Stevan Markovic laisse derrière lui deux lettres

La dernière fois que nous l’avons vu vivant, c’était le 22 septembre 1968, vers 19 heures, près du parc Monceau. Markovic quitte l’hôtel particulier de l’avenue de Messine où l’acteur l’héberge pour s’engouffrer à l’arrière d’un taxi où l’attend un homme. Huit jours plus tard, son corps est retrouvé dans une décharge des Yvelines. Une balle dans la tête met fin à sa carrière.
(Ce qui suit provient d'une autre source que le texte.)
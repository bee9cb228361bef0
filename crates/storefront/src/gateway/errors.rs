//! Gateway errors.

use reqwest::StatusCode;
use thiserror::Error;

/// Errors returned by a [`CartGateway`](super::CartGateway).
#[derive(Debug, Error)]
pub enum GatewayError {
    /// Every attempt timed out.
    #[error("request timed out after {attempts} attempt(s)")]
    Timeout {
        /// Number of attempts made
        attempts: u32,
    },

    /// The request could not be sent or the response could not be read.
    #[error("http error: {0}")]
    Network(#[source] reqwest::Error),

    /// The backend answered with a non-2xx status.
    #[error("unexpected status {status}: {body}")]
    Status {
        /// Response status
        status: StatusCode,

        /// Response body, possibly empty.
        body: String,
    },

    /// The backend answered with a GraphQL `errors` array.
    #[error("{}", .0.join("; "))]
    Backend(Vec<String>),

    /// The response body was not the expected shape.
    #[error("invalid response: {0}")]
    InvalidResponse(String),
}

impl GatewayError {
    /// Whether the failure was a timeout and the request may be retried as is.
    pub fn is_timeout(&self) -> bool {
        matches!(self, Self::Timeout { .. })
    }
}

impl From<reqwest::Error> for GatewayError {
    fn from(error: reqwest::Error) -> Self {
        if error.is_timeout() {
            Self::Timeout { attempts: 1 }
        } else if error.is_decode() {
            Self::InvalidResponse(error.to_string())
        } else {
            Self::Network(error)
        }
    }
}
Stevan Markovic laisse derrière lui deux lettres dans lesquelles il désigne Alain Delon, son épouse, Nathalie, avec qui il a eu une brève liaison, et un certain « François, Marc Anthony, Corse, vrai gangster ». François Marcantoni en réalité, un vieil ami au flegme de patron que Delon côtoie depuis l’époque où il était marin à Toulon.

Marie Laforêt, Nicoletta, Mireille Darc défilent sur les écoutes et reportages PJ

A partir de ce fait divers, la politique va conclure un accord. Circulation, braquage, toutes les hypothèses circulent. Notamment celui du chantage organisé par la victime à l’aide du carnet d’adresses fourni. Des photographies circulant sous les radars montrent, dit-on, des personnalités se livrant à de beaux jeux. Des noms de députés sont cités, puis celui de l’épouse de Georges Pompidou, l’ancien Premier ministre remercié par de Gaulle.
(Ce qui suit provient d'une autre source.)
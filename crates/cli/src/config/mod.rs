//! CLI configuration

pub(crate) mod backend;
pub(crate) mod logging;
Le reste après cette annonce

Au défilé des écoutes téléphoniques et des minutes PJ Marie Laforêt, Nicoletta, Mireille Darc qui a succédé à Nathalie au coeur de Delon, Giscard… Près de quatre ans d’enquête, 1 808 minutes, 36 notes complémentaires, plus de 60 000 pages : Hervé Gattegno se glisse avec minutie et agilité dans un labyrinthe de mensonges, de manipulations et de fausses pistes.

Ni preuve ni présomption ne seront retenues contre Delon

Quelques semaines avant l’avènement de Pompidou à l’Élysée, en 1969, après dix mois de détention préventive, François Marcantoni est libéré. Delon propose même de payer sa caution. Fin 1973, l’acteur est auditionné une dernière fois. Ni preuve ni présomption ne seront retenues contre lui. Ni le mobile ni le lieu du crime ne seront jamais déterminés. Même l’objet contondant et le Smith & Wesson utilisé pour le commettre restent introuvables.

Le 12 janvier 1976, un non-lieu général est prononcé. « On ne connaîtra jamais la fin de l’histoire… » prédit le juge Patard, aujourd’hui disparu, dans son carnet qu’Hervé Gattegno a pu lire. Mais en fermant le livre, on y voit remarquablement plus clair.

« Un cadavre sur la route de l’Élysée. Les derniers secrets de l’affaire Markovic», éd. Flammarion, 352 pages, 21,50 euros.